The utility model provides an accurate positioner based on ultra wide band technique, is including locating the ultra wide band label on the object of being fixed a position, fixing four at least detection basic stations and cloud ware on same horizontal plane:

the ultra-wideband tag is used for transmitting an ultra-wideband signal carrying the ultra-wideband tag;

the detection base station is used for receiving the ultra-wideband signal transmitted by the ultra-wideband tag, generating a distance signal between the ultra-wideband tag and the detection base station when the ultra-wideband signal is received by the detection base station, and transmitting the distance signal to the cloud server;

the cloud server is used for calculating an ultra-wide band tag estimation value according to a distance signal between the ultra-wide band tag and the detection base station by adopting a Chan algorithm, and then calculating the ultra-wide band tag coordinate estimation value by adopting a Taylor series expansion method; and calculating a primary estimation value of the ultra-wide band tag coordinate by adopting a Sage-Husa adaptive filtering algorithm, finally obtaining a secondary estimation value of the ultra-wide band tag coordinate by utilizing a least mean square algorithm, and obtaining the motion track of the positioned object based on the secondary estimation value of the ultra-wide band tag coordinate.

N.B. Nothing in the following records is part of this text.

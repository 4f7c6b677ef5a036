//! Source comments.
//!
//! Comments never become tokens; the tokenizer attaches each completed
//! comment to the next token it emits. Documentation comments additionally
//! answer whether they carry a deprecated tag -- computed lazily on first
//! query and memoized, since most doc comments are never asked.

use crate::Span;
use std::cell::OnceCell;
use std::fmt;
use std::hash::{Hash, Hasher};

/// The three comment shapes of the language.
#[derive(Copy, Clone, Eq, PartialEq, Hash, Debug)]
pub enum CommentStyle {
    /// `// ...` to the end of the line.
    Line,
    /// `/* ... */`.
    Block,
    /// `/** ... */` -- a documentation comment.
    Doc,
}

/// A scanned comment: style, raw span, and the raw text (delimiters
/// included, escapes untranslated).
#[derive(Clone)]
pub struct Comment {
    style: CommentStyle,
    span: Span,
    text: Box<str>,
    /// Memoized result of the deprecated-tag scan.
    deprecated: OnceCell<bool>,
}

impl Comment {
    pub fn new(style: CommentStyle, span: Span, text: impl Into<Box<str>>) -> Self {
        Comment {
            style,
            span,
            text: text.into(),
            deprecated: OnceCell::new(),
        }
    }

    #[inline]
    pub fn style(&self) -> CommentStyle {
        self.style
    }

    #[inline]
    pub fn span(&self) -> Span {
        self.span
    }

    /// Raw comment text, delimiters included.
    #[inline]
    pub fn text(&self) -> &str {
        &self.text
    }

    /// Whether this comment carries a deprecated tag.
    ///
    /// Only doc comments are scanned; the scan runs once and the result is
    /// cached for subsequent queries.
    pub fn is_deprecated(&self) -> bool {
        if self.style != CommentStyle::Doc {
            return false;
        }
        *self
            .deprecated
            .get_or_init(|| deprecated_tag_present(&self.text))
    }
}

impl PartialEq for Comment {
    fn eq(&self, other: &Self) -> bool {
        // The memoized flag is derived state, not identity.
        self.style == other.style && self.span == other.span && self.text == other.text
    }
}

impl Eq for Comment {}

impl Hash for Comment {
    fn hash<H: Hasher>(&self, state: &mut H) {
        self.style.hash(state);
        self.span.hash(state);
        self.text.hash(state);
    }
}

impl fmt::Debug for Comment {
    fn fmt(&self, f: &mut fmt::Formatter<'_>) -> fmt::Result {
        write!(f, "{:?} comment @ {}", self.style, self.span)
    }
}

/// Scan documentation-comment text for a `@deprecated` tag.
///
/// The tag counts only when it appears first on a line, after the line's
/// leading whitespace and decorative asterisk run have been stripped, and
/// is followed by whitespace or the end of the comment. Pure function; the
/// caller memoizes.
fn deprecated_tag_present(text: &str) -> bool {
    // Strip the opening `/**` and closing `*/` if present.
    let body = text.strip_prefix("/**").unwrap_or(text);
    let body = body.strip_suffix("*/").unwrap_or(body);

    for line in body.lines() {
        let mut rest = line.trim_start_matches([' ', '\t', '\u{c}']);
        rest = rest.trim_start_matches('*');
        rest = rest.trim_start_matches([' ', '\t', '\u{c}']);
        if let Some(after) = rest.strip_prefix("@deprecated") {
            match after.chars().next() {
                None => return true,
                Some(c) if c.is_whitespace() => return true,
                // `@deprecatedFoo` is some other tag
                Some(_) => {}
            }
        }
    }
    false
}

The present embodiment employs a DWM1000 module as an ultra-wideband signal transmitter. Hardware part of the experiment: 1 label, 1 intelligent car, 4 location base stations, 1 notebook computer, 4 portable power source. And the base station is connected with a computer and used for acquiring data and processing the data, and the base station and the label are powered by a mobile power supply. The size of the experimental environment is 5m multiplied by 5m, the base station is placed at four corners of the intelligent car track, and the tags are placed on the intelligent car to move, as shown in fig. 4.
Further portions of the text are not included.